Simon Cooper, Metadata Services Officer from the Fisher Library, found the book incorrectly shelved in 2021.
He said: “I knew the book didn’t belong there, so I took it out and then saw the author’s name handwritten on the first page.
“So, I looked up her handwriting to compare it, and it matched. It’s her copy”.
The University acquired the book in the late 1970s through Bow Windows Bookshop in Lewes, East Sussex.
Woolf and her husband Leonard Woolf had lived in the area – and members of the public can still visit their 16th-Century country retreat, Monk’s House, which is owned by the National Trust.
‘Unique object’
Original copies of her manuscripts, novels, essays and short stories now sell for huge sums.
One of the world’s oldest antiquarian booksellers, Maggs Bros in London, told the BBC the rediscovered Woolf copy could be worth about £250,000 ($321,500) given the other first edition copy sold for just over £91,000 in 2001.
“Prices have increased for this material since then, in some places quite substantially,” said Bonny Beaumont, Modern Firsts specialist at Maggs Bros.
In the rediscovered edition of The Voyage Out, handwritten edits made by Woolf can be seen in blue and brown pencil, with typed excerpts pasted onto the pages.
Some of the changes could have been made by an editor or someone else.
Academics say the rare text reflects Woolf’s understanding of her own process of writing and how she developed the craft.
“It carries iconic value,” said to Mark Byron – a professor of Modern Literature at the University of Sydney, who has studied the book in person.
“The revisions are fascinating in terms of what Woolf was thinking at the time,” he added.
“Its role in Woolf’s editorial decisions towards the first American edition of the novel in 1920 is an important element of its textual history.”
“The inclusion of Woolf’s annotations and corrections in her own hand, in pasted typed sheets, and in marginal editorial instructions, make this a unique object, shining a light on the composition processes of a pivotal novel in Woolf’s career, and thus in the history of the novel in the 20th Century.”

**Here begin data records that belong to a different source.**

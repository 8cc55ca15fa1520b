//! Memory budget and pressure levels for the thumbnail cache
//!
//! The budget is a soft limit: the cache evicts to stay under it, and the
//! environment can additionally signal memory pressure at any time, which
//! makes the cache drop entries no caller asked it to drop.

use std::sync::atomic::{AtomicUsize, Ordering};

/// Memory pressure level
#[derive(Debug, Clone, Copy, Default, PartialEq, Eq, PartialOrd, Ord, Hash)]
pub enum MemoryPressure {
    /// Memory usage is low (< 50% utilization)
    #[default]
    Low,
    /// Memory usage is moderate (50-75% utilization)
    Moderate,
    /// Memory usage is high (75-90% utilization)
    High,
    /// Memory usage is critical (> 90% utilization)
    Critical,
}

impl MemoryPressure {
    /// Get the memory pressure level from a utilization ratio (0.0 to 1.0)
    pub fn from_utilization(utilization: f64) -> Self {
        if utilization < 0.5 {
            MemoryPressure::Low
        } else if utilization < 0.75 {
            MemoryPressure::Moderate
        } else if utilization < 0.90 {
            MemoryPressure::High
        } else {
            MemoryPressure::Critical
        }
    }

    /// Fraction of the budget a cache may keep after a warning at this level
    pub fn retain_fraction(&self) -> f64 {
        match self {
            MemoryPressure::Low => 1.0,
            MemoryPressure::Moderate => 0.75,
            MemoryPressure::High => 0.5,
            MemoryPressure::Critical => 0.0,
        }
    }
}

/// Byte budget for cached thumbnails
///
/// Usage is tracked atomically so pressure can be sampled from any thread
/// without taking the cache lock.
#[derive(Debug)]
pub struct MemoryBudget {
    limit: usize,
    usage: AtomicUsize,
}

impl MemoryBudget {
    /// Create a budget of `limit` bytes
    pub fn new(limit: usize) -> Self {
        Self {
            limit,
            usage: AtomicUsize::new(0),
        }
    }

    /// Limit in bytes
    pub fn limit(&self) -> usize {
        self.limit
    }

    /// Bytes currently accounted for
    pub fn usage(&self) -> usize {
        self.usage.load(Ordering::Relaxed)
    }

    /// Utilization ratio (0.0 to 1.0, may exceed 1.0 transiently)
    pub fn utilization(&self) -> f64 {
        let limit = self.limit();
        if limit == 0 {
            0.0
        } else {
            self.usage() as f64 / limit as f64
        }
    }

    /// Current pressure level
    pub fn pressure(&self) -> MemoryPressure {
        MemoryPressure::from_utilization(self.utilization())
    }

    /// Record a memory allocation
    pub fn record_allocation(&self, bytes: usize) {
        self.usage.fetch_add(bytes, Ordering::Relaxed);
    }

    /// Record a memory deallocation
    pub fn record_deallocation(&self, bytes: usize) {
        self.usage
            .fetch_update(Ordering::Relaxed, Ordering::Relaxed, |current| {
                Some(current.saturating_sub(bytes))
            })
            .ok();
    }

    /// Forget all recorded usage
    pub fn reset(&self) {
        self.usage.store(0, Ordering::Relaxed);
    }
}
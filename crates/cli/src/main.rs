use tracing_subscriber::{fmt, prelude::*, EnvFilter};

fn init_logging() {
    let env_filter = EnvFilter::try_from_default_env().unwrap_or_else(|_| EnvFilter::new("info"));

    tracing_subscriber::registry()
        .with(env_filter)
        .with(fmt::layer().with_writer(std::io::stderr).with_target(false))
        .init();
}

fn main() {
    init_logging();

    if let Err(error) = gridthumb_cli::run(std::env::args_os()) {
        eprintln!("{error:#}");
        std::process::exit(1);
    }
}
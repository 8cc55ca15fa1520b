//! The shared source image
//!
//! One immutable bitmap, loaded once and read concurrently by every render
//! worker. Pixels are stored as decoded; the orientation tag says how they
//! are meant to be displayed.

use image::metadata::Orientation;
use image::{ColorType, DynamicImage, ImageDecoder, ImageReader};
use std::path::Path;
use thiserror::Error;

/// Errors loading the source image
#[derive(Debug, Error)]
pub enum SourceError {
    #[error("I/O error: {0}")]
    Io(#[from] std::io::Error),

    #[error("image decode error: {0}")]
    Decode(#[from] image::ImageError),

    #[error("source image has no pixels ({width}x{height})")]
    Empty { width: u32, height: u32 },
}

/// Returns true if displaying with this orientation exchanges width and height.
pub(crate) fn swaps_axes(orientation: Orientation) -> bool {
    matches!(
        orientation,
        Orientation::Rotate90
            | Orientation::Rotate270
            | Orientation::Rotate90FlipH
            | Orientation::Rotate270FlipH
    )
}

/// Immutable source bitmap shared by all render workers
#[derive(Debug)]
pub struct SourceImage {
    pixels: DynamicImage,
    orientation: Orientation,
}

impl SourceImage {
    /// Wrap decoded pixels. Rejects images with a zero dimension.
    pub fn new(pixels: DynamicImage) -> Result<Self, SourceError> {
        if pixels.width() == 0 || pixels.height() == 0 {
            return Err(SourceError::Empty {
                width: pixels.width(),
                height: pixels.height(),
            });
        }

        Ok(Self {
            pixels,
            orientation: Orientation::NoTransforms,
        })
    }

    /// Set the display orientation
    pub fn with_orientation(mut self, orientation: Orientation) -> Self {
        self.orientation = orientation;
        self
    }

    /// Decode an image file, keeping its pixel format and EXIF orientation.
    pub fn open<P: AsRef<Path>>(path: P) -> Result<Self, SourceError> {
        let mut decoder = ImageReader::open(path.as_ref())?
            .with_guessed_format()?
            .into_decoder()?;
        let orientation = decoder.orientation().unwrap_or(Orientation::NoTransforms);
        let pixels = DynamicImage::from_decoder(decoder)?;

        tracing::debug!(
            path = %path.as_ref().display(),
            width = pixels.width(),
            height = pixels.height(),
            color = ?pixels.color(),
            ?orientation,
            "loaded source image"
        );

        Ok(Self::new(pixels)?.with_orientation(orientation))
    }

    /// Decoded pixels
    pub fn pixels(&self) -> &DynamicImage {
        &self.pixels
    }

    /// Display orientation
    pub fn orientation(&self) -> Orientation {
        self.orientation
    }

    /// Pixel format of the stored pixels
    pub fn color(&self) -> ColorType {
        self.pixels.color()
    }

    /// Stored (width, height) in pixels
    pub fn dimensions(&self) -> (u32, u32) {
        (self.pixels.width(), self.pixels.height())
    }

    /// (width, height) as displayed, after applying the orientation
    pub fn display_dimensions(&self) -> (u32, u32) {
        let (width, height) = self.dimensions();
        if swaps_axes(self.orientation) {
            (height, width)
        } else {
            (width, height)
        }
    }

    /// Displayed width / height
    pub fn aspect_ratio(&self) -> f64 {
        let (width, height) = self.display_dimensions();
        f64::from(width) / f64::from(height)
    }
}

He added that the difficult composition of the novel led to the first significant adult breakdown for Woolf, suggesting the subject matter and narrative technique deployed in the novel may shed some light on matters of psychology and mental distress and its connection to Woolf’s emergent career as a writer.
Some have speculated that Woolf was “potentially uncomfortable with how closely the reflections mirrored her own mental health when she was writing the book” which is what led to the changes, Mr Byron said.
Most of Woolf’s works are housed at Smith College in Northampton, Massachusetts and the Berg collection at the New York Public Library.
Many have long believed that the other first edition of The Voyage Out owned by Woolf was held in an undisclosed private collection in the US. It is known as the “Adams” copy as it used to be part of a library belonging to a Mr FB Adams.
However, the BBC has learned that the Adams copy is in London and owned by a private British collector. He acquired it through the rare book dealer Peter Harrington at an auction held by Sotheby’s in 2001.
Peter Harrington’s son, Pom, who now runs the business, said he was excited by the rediscovery and digitalisation of The Voyage Out, and keen to examine the difference between the two copies.